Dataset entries
★ ★ ★
#[tokio::test]
async fn nothing_is_written_before_end_of_stream() {
    let parser = Parser::with_backends(ParserConfig::default(), Backends::default().with_nquads(FaultAfterOne));
    let mut seen = Seen::default();
    let mut store = Graph::new();
    parser
        .parse(
            "",
            &mut store,
            "https://example.com/doc",
            Some("application/nquads"),
            Some(Box::new(|fault: Option<&ParseError>, store: &mut Graph| {
                seen.calls += 1;
                seen.fault = fault.map(|f| f.to_string());
                seen.statements = store.len();
            })),
        )
        .await
        .unwrap();

    assert_eq!(seen.calls, 1);
    assert!(seen.fault.as_deref().is_some_and(|f| f.contains("scripted failure")));
    assert_eq!(seen.statements, 0);
}

/// Reads every document as one fixed statement
struct FixedLoader;

impl TripleLoader for FixedLoader {
    fn load(&self, _text: &str, base: &str, sink: &mut dyn GraphSink) -> Result<(), TurtleError> {
        let s = sink.term_iri(base);
        let p = sink.term_iri(rdf::TYPE);
        let o = sink.term_iri("http://example.org/Loaded");
        sink.emit_triple(s, p, o);
        Ok(())
    }
}

#[tokio::test]
async fn substituted_turtle_loader_writes_with_provenance() {
    let parser = Parser::with_backends(ParserConfig::default(), Backends::default().with_triples(FixedLoader));
    let mut store = Graph::new();
    parser
        .parse("not turtle at all", &mut store, "https://example.com/doc", Some("text/turtle"), None)
        .await
        .unwrap();

    assert_eq!(store.len(), 1);
    let quad = &store.quads()[0];
    assert_eq!(quad.s, Term::iri("https://example.com/doc"));
    assert_eq!(quad.o, Term::iri("http://example.org/Loaded"));
    assert_eq!(quad.g, Some(Term::iri("https://example.com/doc")));
}

#[tokio::test]
async fn rdfxml_and_rdfa() {
    let rdfxml = r##"<rdf:RDF xmlns:rdf="http://www.w3.org/1999/02/22-rdf-syntax-ns#"
                          xmlns:foaf="http://xmlns.com/foaf/0.1/">
      <foaf:Person rdf:about="#me"><foaf:name>Alice</foaf:name></foaf:Person>
    </rdf:RDF>"##;
    let mut store = Graph::new();
    parse(rdfxml, &mut store, "https://alice.example/card", Some("application/rdf+xml"), None)
        .await
        .unwrap();
    assert_eq!(store.len(), 2);
    assert_eq!(store.quads()[0].p, Term::iri(rdf::TYPE));

    let html = r##"<html><body vocab="http://schema.org/">
      <div typeof="Person" about="#me"><span property="name">Alice</span><br></div>
    </body></html>"##;
    let mut store = Graph::new();
    parse(html, &mut store, "https://alice.example/", Some("text/html"), None)
        .await
        .unwrap();
    assert_eq!(store.len(), 2);
    assert_eq!(store.quads()[1].o, Term::string("Alice"));

    // the same tag soup is not well-formed XHTML
    let err = parse(html, &mut Graph::new(), "https://alice.example/", Some("application/xhtml+xml"), None)
        .await
        .unwrap_err();
    assert!(matches!(err.root(), ParseError::Markup(_)), "{err}");
}

#[tokio::test]
async fn provenance_can_be_disabled() {
    let parser = Parser::new(ParserConfig::default().with_provenance(false));
    let mut store = Graph::new();
    parser
        .parse(BE_X_OLD, &mut store, WIKIDATA, None, None)
        .await
        .unwrap();
    assert_eq!(store.quads()[0].g, None);

    // an empty base records no context either
    let mut store = Graph::new();
    parse(BE_X_OLD, &mut store, "", None, None).await.unwrap();
    assert_eq!(store.quads()[0].g, None);
}

#[tokio::test]
async fn configured_default_content_type() {
    let parser = Parser::new(ParserConfig::default().with_default_content_type("application/n-quads"));
    let mut store = Graph::new();
    parser
        .parse("<http://s> <http://p> <http://o> .", &mut store, "", None, None)
        .await
        .unwrap();
    assert_eq!(store.len(), 1);
}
★ ★ ★
THE TASK
Filter the entries down to the lines with the word "name" in them.

THE COMPLETED TASK
      <foaf:Person rdf:about="#me"><foaf:name>Alice</foaf:name></foaf:Person>
      <div typeof="Person" about="#me"><span property="name">Alice</span><br></div>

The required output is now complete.